It's a little reminder of the country and the culture these men left behind in search of a better life.
 
More than 1.5 million Cubans have fled the island since 1959 seeking political asylum or escaping extreme poverty. Most live in Miami, where they love their cortadito coffee as much as they hate the dictator who drove them out. 
 
Now Fidel Castro is gone, but his legacy remains.
 
"My father who is wise at 90, almost 91 years old, he was not celebratory because he feared that it would be business as usual," said Dr. Moe Varelas, a Cuban immigrant. "But what about those families that have been hurt? We don't forget, your family members that were killed, that were persecuted, those like my father who were imprisoned, and others for much longer…that still don't have the right in Cuba to speak out against the government, that don't have any options of any change in the government, and even the religious expression is still monitored. So with that degree of censorship, it's hard to be excited about any change," he said. 
 
Life Under Castro Regime

His father, Moises, was a pastor in Cuba who got arrested in the 1960s for preaching the gospel.
 
"There were many, we don't know how many, in many places they sent them to the firing squad, and killed them," Moises Varelas said. 
 
When he was taken, Varelas was sent to a forced labor camp.
 
"We had to cut sugar cane. They did it to cause problems for the Christians, so that we couldn't do our work for the gospel," he recalled. 
 
"They only wanted us to be able to preach in our sanctuaries, not in the countryside. They said we were deceiving the people," he continued. 
 
Varelas and his family decided to join more than 300,000 Cubans who came by way of the Freedom Flights that took place in the 1960s and 70s. 
 
"I didn't want to leave Cuba, but in the end some brothers from the church said, 'Pastor, it's better that you go because others can take your place bacause you have four children,' Varelas said. 
 
He kept preaching once he arrived in the U.S., and as Varelas enters his tenth decade, he hasn't stopped yet.
 
"I will continue to bring the Word of God until the end of my life, because God didn't call me for a day or a year, but for all my life. I am God's. I belong to him," Varelas told CBN News.
 
Castro is Gone, But Refugee Flood Continues

Over the last two years, warming relations between the US and Cuba have done nothing to stem the tide of Cubans migrating to the United States. From 10,000 in 2008 to nearly 50,000 in 2016, the numbers have not diminished with the death of the former dictator. 
 
The preferred route many migrants take these days is through Central America. Cubans fly to Ecuador and then make their way north to the Darien gap, a 50-mile stretch of untamed jungle on Panama's border with Colombia. This is where the Cubans face what for many will be the most perilous challenge of their lives.
 
Many make their way through the dense rainforest for nine days solid, with no food to eat, only the water out of the creeks to drink and just the clothes on their back. The Cubans who are coming through the Darien Jungle are doing this every day and they do it for one reason only - because they desperately desire the freedom that most Americans take for granted.
 
"I sold my daughter's house in order to come," 51-year-old Cuban refugee Miriam Alfonso said. 
 
Alfonso barely survived the journey. We spoke to her the day after she stepped out of the jungle.
 
"If I made it through the jungle it was by thinking of my daughter," she said. "Because if not I would have died. It was terrible."
 
But Alfonso didn't endure this arduous journey just to improve her economic situation. 

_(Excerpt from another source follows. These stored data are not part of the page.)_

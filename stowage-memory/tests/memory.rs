use std::sync::Arc;

use stowage_backend::{Options, Store, StoreExt, Value};
use stowage_memory::{MemoryConfig, MemoryStore, NullStore};

#[tokio::test]
async fn basic_operations() {
    let store = MemoryStore::new();

    assert_eq!(store.set("a", 1).await.unwrap(), Value::Integer(1));
    assert!(store.has("a").await.unwrap());
    assert_eq!(store.get("a").await.unwrap(), Some(Value::Integer(1)));
    assert_eq!(store.remove("a").await.unwrap(), Some(Value::Integer(1)));
    assert!(!store.has("a").await.unwrap());
}

#[tokio::test]
async fn structured_keys_address_distinct_entries() {
    let store = MemoryStore::new();
    let list = Value::List(vec![Value::from("a"), Value::from(1)]);

    store.set(list.clone(), "list").await.unwrap();
    store.set("a", "text").await.unwrap();
    store.set(1.0, "float").await.unwrap();

    assert_eq!(store.get(list).await.unwrap(), Some(Value::from("list")));
    assert_eq!(store.get(1.0).await.unwrap(), Some(Value::from("float")));
    assert_eq!(store.get(1).await.unwrap(), None);
}

#[tokio::test]
async fn clear_removes_everything() {
    let store = MemoryStore::new();
    for i in 0..10 {
        store.set(i, i).await.unwrap();
    }

    store.clear(&Options::default()).await.unwrap();

    for i in 0..10 {
        assert_eq!(store.get(i).await.unwrap(), None);
    }
    assert_eq!(store.cache().entry_count(), 0);
}

#[tokio::test]
async fn concurrent_increments_are_not_lost() {
    let store = Arc::new(MemoryStore::new());

    let tasks: Vec<_> = (0..16)
        .map(|_| {
            let store = store.clone();
            tokio::spawn(async move {
                for _ in 0..50 {
                    store.incr("hits", 1).await.unwrap();
                }
            })
        })
        .collect();
    for task in tasks {
        task.await.unwrap();
    }

    assert_eq!(store.get("hits").await.unwrap(), Some(Value::Integer(800)));
}

#[tokio::test]
async fn config_bounds_the_store() {
    let config: MemoryConfig = serde_json::from_value(serde_json::json!({"max_entries": 5})).unwrap();
    assert_eq!(config.max_entries, Some(5));

    let store = config.into_store();
    for i in 0..50 {
        store.set(i, i).await.unwrap();
    }
    store.cache().run_pending_tasks().await;

    assert!(store.cache().entry_count() <= 5);
}

#[tokio::test]
async fn null_store_forgets() {
    let store = NullStore;

    assert_eq!(store.set("a", 1).await.unwrap(), Value::Integer(1));
    assert_eq!(store.get("a").await.unwrap(), None);
    assert!(!store.has("a").await.unwrap());
    assert_eq!(store.incr("a", 3).await.unwrap(), 3);
    assert_eq!(store.label().as_str(), "null");
}
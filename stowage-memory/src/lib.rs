#![doc = include_str!("../README.md")]
#![cfg_attr(docsrs, feature(doc_cfg))]

mod builder;
mod null;
mod store;

pub use builder::{MemoryConfig, MemoryStoreBuilder};
pub use null::NullStore;
pub use store::MemoryStore;
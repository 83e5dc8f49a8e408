use bytes::Bytes;
use stowage_core::{Raw, Value};

use super::{Format, FormatError, FormatTypeId};

/// Bincode format (default)
///
/// Uses bincode's standard configuration (variable-length integers,
/// little endian). Trailing bytes after a decoded value are rejected.
#[derive(Debug, Clone, Copy, Default)]
pub struct BincodeFormat;

impl Format for BincodeFormat {
    fn serialize(&self, value: &Value) -> Result<Raw, FormatError> {
        ::bincode::serde::encode_to_vec(value, ::bincode::config::standard())
            .map(Bytes::from)
            .map_err(|error| FormatError::Serialize(Box::new(error)))
    }

    fn deserialize(&self, data: &[u8]) -> Result<Value, FormatError> {
        let (value, read) =
            ::bincode::serde::decode_from_slice::<Value, _>(data, ::bincode::config::standard())
                .map_err(|error| FormatError::Deserialize(Box::new(error)))?;
        if read != data.len() {
            return Err(FormatError::Deserialize(Box::new(std::io::Error::other(
                format!("{} trailing bytes after bincode value", data.len() - read),
            ))));
        }
        Ok(value)
    }

    fn format_type_id(&self) -> FormatTypeId {
        FormatTypeId::Bincode
    }
}
use serde::Deserialize;
use stowage::{BoxStore, ConfigError};

use crate::{FacadeOptions, LoadError, StackPlan, plan};

/// A complete facade configuration: the backend name plus its options.
///
/// ```yaml
/// backend: HashFile
/// dir: /var/cache/app
/// expires: 300
/// threadsafe: true
/// logger:
///   level: info
/// ```
#[derive(Debug, Clone, PartialEq, Deserialize)]
pub struct StoreConfig {
    pub backend: String,
    #[serde(flatten)]
    pub options: FacadeOptions,
}

impl StoreConfig {
    pub fn from_yaml(source: &str) -> Result<Self, LoadError> {
        Ok(serde_saphyr::from_str(source)?)
    }

    pub fn from_json(source: &str) -> Result<Self, LoadError> {
        Ok(serde_json::from_str(source)?)
    }

    /// The stack this configuration describes.
    pub fn plan(&self) -> StackPlan {
        plan(&self.backend, &self.options)
    }

    pub async fn into_store(self) -> Result<BoxStore, ConfigError> {
        self.plan().build().await
    }
}
//! Structured logging of store operations.

use std::fmt::Debug;

use async_trait::async_trait;
use serde::{Deserialize, Serialize};
use stowage_backend::{BoxStore, Proxy, Store, StoreResult};
use stowage_core::{Key, Options, StoreLabel, Value};

/// Level at which successful operations are reported.
#[derive(Debug, Clone, Copy, Default, PartialEq, Eq, Serialize, Deserialize)]
#[serde(rename_all = "lowercase")]
pub enum LogLevel {
    Trace,
    #[default]
    Debug,
    Info,
}

/// Configuration for [`Logger`].
#[derive(Debug, Clone, Default, PartialEq, Eq, Serialize, Deserialize)]
#[serde(default)]
pub struct LoggerConfig {
    pub level: LogLevel,
    /// Added to every event as the `prefix` field.
    pub prefix: Option<String>,
}

macro_rules! event_at {
    ($level:expr, $($field:tt)+) => {
        match $level {
            LogLevel::Trace => tracing::trace!($($field)+),
            LogLevel::Debug => tracing::debug!($($field)+),
            LogLevel::Info => tracing::info!($($field)+),
        }
    };
}

/// Pass-through proxy that emits one `tracing` event per operation.
///
/// Successful calls are logged at the configured level with the operation
/// name, key and outcome. Failures are logged at `warn` and returned
/// unchanged.
#[derive(Debug)]
pub struct Logger<S = BoxStore> {
    inner: Proxy<S>,
    level: LogLevel,
    prefix: String,
}

impl<S: Store> Logger<S> {
    pub fn new(inner: S, config: LoggerConfig) -> Self {
        Self {
            inner: Proxy::new(inner),
            level: config.level,
            prefix: config.prefix.unwrap_or_default(),
        }
    }

    fn report<T: Debug>(&self, op: &'static str, key: Option<&Key>, result: &StoreResult<T>) {
        let store = self.inner.label();
        match result {
            Ok(outcome) => event_at!(
                self.level,
                store = %store,
                prefix = %self.prefix,
                op,
                key = ?key,
                outcome = ?outcome,
                "store operation"
            ),
            Err(error) => tracing::warn!(
                store = %store,
                prefix = %self.prefix,
                op,
                key = ?key,
                error = %error,
                "store operation failed"
            ),
        }
    }
}

#[async_trait]
impl<S: Store> Store for Logger<S> {
    async fn contains(&self, key: &Key, options: &Options) -> StoreResult<bool> {
        let result = self.inner.contains(key, options).await;
        self.report("contains", Some(key), &result);
        result
    }

    async fn load(&self, key: &Key, options: &Options) -> StoreResult<Option<Value>> {
        let result = self.inner.load(key, options).await;
        self.report("load", Some(key), &result);
        result
    }

    async fn store(&self, key: &Key, value: Value, options: &Options) -> StoreResult<Value> {
        let result = self.inner.store(key, value, options).await;
        self.report("store", Some(key), &result);
        result
    }

    async fn delete(&self, key: &Key, options: &Options) -> StoreResult<Option<Value>> {
        let result = self.inner.delete(key, options).await;
        self.report("delete", Some(key), &result);
        result
    }

    async fn increment(&self, key: &Key, amount: i64, options: &Options) -> StoreResult<i64> {
        let result = self.inner.increment(key, amount, options).await;
        self.report("increment", Some(key), &result);
        result
    }

    async fn clear(&self, options: &Options) -> StoreResult<()> {
        let result = self.inner.clear(options).await;
        self.report("clear", None, &result);
        result
    }

    async fn close(&self) -> StoreResult<()> {
        let result = self.inner.close().await;
        self.report("close", None, &result);
        result
    }

    fn label(&self) -> StoreLabel {
        self.inner.label()
    }
}
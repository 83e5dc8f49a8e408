#![warn(missing_docs)]
//! # stowage-core
//!
//! Core types shared by every layer of a stowage store stack.
//!
//! This crate has no notion of storage. It defines the data that flows
//! through a stack of stores:
//!
//! - [`Value`] - the dynamically typed value model used for keys and values
//! - [`Options`] - immutable per-call options threaded through every layer
//! - [`StoreLabel`] - names identifying stores in logs and composed stacks
//!
//! The store contract itself lives in `stowage-backend`.

pub mod label;
pub mod options;
pub mod value;

pub use label::StoreLabel;
pub use options::{Expiry, Options};
pub use value::{Key, Value};

/// Raw byte data type used for encoded keys and values.
/// Using `Bytes` provides efficient zero-copy cloning via reference counting.
pub type Raw = bytes::Bytes;
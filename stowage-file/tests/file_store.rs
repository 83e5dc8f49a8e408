use std::sync::Arc;

use stowage_backend::{Options, Store, StoreError, StoreExt, Value};
use stowage_file::{FileConfig, FileError, FileStore, STAGING_DIR};

fn root_entries(store: &FileStore) -> Vec<String> {
    let mut names = std::fs::read_dir(store.root())
        .unwrap()
        .map(|entry| entry.unwrap().file_name().to_string_lossy().into_owned())
        .collect::<Vec<_>>();
    names.sort();
    names
}

async fn open() -> (tempfile::TempDir, FileStore) {
    let dir = tempfile::tempdir().unwrap();
    let store = FileStore::open(dir.path().join("store")).await.unwrap();
    (dir, store)
}

#[tokio::test]
async fn values_survive_reopen() {
    let (dir, store) = open().await;
    let value: Value = [
        ("name".to_owned(), Value::from("stowage")),
        ("bytes".to_owned(), Value::from(vec![0u8, 1, 2])),
    ]
    .into_iter()
    .collect();

    store.set("record", value.clone()).await.unwrap();
    drop(store);

    let reopened = FileStore::open(dir.path().join("store")).await.unwrap();
    assert_eq!(reopened.get("record").await.unwrap(), Some(value));
}

#[tokio::test]
async fn one_file_per_key() {
    let (_dir, store) = open().await;

    store.set("ab/cdef", 1).await.unwrap();
    store.set("plain", 2).await.unwrap();

    assert!(store.root().join("ab").join("cdef").is_file());
    assert!(store.root().join("plain").is_file());
}

#[tokio::test]
async fn delete_returns_previous_value() {
    let (_dir, store) = open().await;
    store.set("a", "x").await.unwrap();

    assert_eq!(store.remove("a").await.unwrap(), Some(Value::from("x")));
    assert_eq!(store.remove("a").await.unwrap(), None);
    assert!(!store.has("a").await.unwrap());
    assert!(!store.root().join("a").exists());
}

#[tokio::test]
async fn missing_keys_are_absent() {
    let (_dir, store) = open().await;
    store.set("dir/file", 1).await.unwrap();

    assert_eq!(store.get("nothing").await.unwrap(), None);
    // "dir/file" is a file, so nothing can live below it
    assert_eq!(store.get("dir/file/below").await.unwrap(), None);
    assert!(!store.has("dir").await.unwrap());
}

#[tokio::test]
async fn counters_are_atomic_within_process() {
    let (_dir, store) = open().await;
    let store = Arc::new(store);

    let tasks: Vec<_> = (0..8)
        .map(|_| {
            let store = store.clone();
            tokio::spawn(async move {
                for _ in 0..10 {
                    store.incr("hits", 1).await.unwrap();
                }
            })
        })
        .collect();
    for task in tasks {
        task.await.unwrap();
    }

    assert_eq!(store.get("hits").await.unwrap(), Some(Value::Integer(80)));
    assert_eq!(store.incr("hits", -80).await.unwrap(), 0);
}

#[tokio::test]
async fn increment_on_non_counter_fails() {
    let (_dir, store) = open().await;
    store.set("a", Value::List(vec![])).await.unwrap();

    assert!(matches!(
        store.incr("a", 1).await,
        Err(StoreError::NotAnInteger("list"))
    ));
}

#[tokio::test]
async fn clear_keeps_root() {
    let (_dir, store) = open().await;
    store.set("a", 1).await.unwrap();
    store.set("b/c", 2).await.unwrap();

    store.clear(&Options::default()).await.unwrap();

    assert!(store.root().is_dir());
    assert_eq!(root_entries(&store), vec![STAGING_DIR]);
    assert_eq!(store.get("a").await.unwrap(), None);
}

#[tokio::test]
async fn temp_names_do_not_collide_with_keys() {
    let (_dir, store) = open().await;
    store.set("a.0.tmp", "kept").await.unwrap();
    store.set("a", 1).await.unwrap();
    store.set("a", 2).await.unwrap();

    assert_eq!(store.get("a.0.tmp").await.unwrap(), Some(Value::from("kept")));
    assert_eq!(root_entries(&store), vec![STAGING_DIR, "a", "a.0.tmp"]);
    assert_eq!(
        std::fs::read_dir(store.root().join(STAGING_DIR)).unwrap().count(),
        0
    );
}

#[tokio::test]
async fn staging_files_survive_clear() {
    let (_dir, store) = open().await;
    let pending = store.root().join(STAGING_DIR).join("pending");
    std::fs::write(&pending, b"x").unwrap();
    store.set("a", 1).await.unwrap();

    store.clear(&Options::default()).await.unwrap();

    assert!(pending.is_file());
    assert!(matches!(
        store.set(STAGING_DIR, 1).await,
        Err(StoreError::InvalidKey(_))
    ));
}

#[tokio::test]
async fn traversal_never_touches_outside_root() {
    let (dir, store) = open().await;

    let result = store.set("../outside", 1).await;

    assert!(matches!(result, Err(StoreError::InvalidKey(_))));
    assert!(!dir.path().join("outside").exists());
}

#[tokio::test]
async fn config_opens_store() {
    let dir = tempfile::tempdir().unwrap();
    let config: FileConfig =
        serde_json::from_value(serde_json::json!({"dir": dir.path().join("cfg")})).unwrap();

    let store = config.into_store().await.unwrap();
    store.set("a", 1).await.unwrap();
    assert_eq!(store.get("a").await.unwrap(), Some(Value::Integer(1)));
}

#[tokio::test]
async fn root_must_be_a_directory() {
    let dir = tempfile::tempdir().unwrap();
    let file = dir.path().join("file");
    std::fs::write(&file, b"x").unwrap();

    assert!(matches!(
        FileStore::open(&file).await,
        Err(FileError::Io(_) | FileError::InvalidConfig(_))
    ));
}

"They call it the American dream, but for me it isn't that. For me it's the liberty that you have in your home. That you can speak, do, and say what you think. This is what I want," she said. 
 
Cautious Optimism for a Better Cuba

Fifty-six-year-old Hector Betancourt, agrees.

 "The United States, for us Cubans, is a free country. I left behind my daughters, my grandkids, a mother…it's difficult. Now, in this moment is the only chance we have to be able to leave Cuba and leave behind the Castro regime," he said. 
 
These new migrants joined with the old in celebrating the news of Fidel Castro's passing, and all are cautiously optimistic.
 
"We don't celebrate any man's death, but…I will celebrate when there's real change in Cuba, when there's real freedom in Cuba. We'd love to see a democratic form of government, and then we can celebrate," Moe Varelas said. 

His father warned that Cuba still needs a lot of help and prayer. 

"Cuba is still suffering. We need to keep praying for Cuba, because we don't really know how it will all turn out," he said.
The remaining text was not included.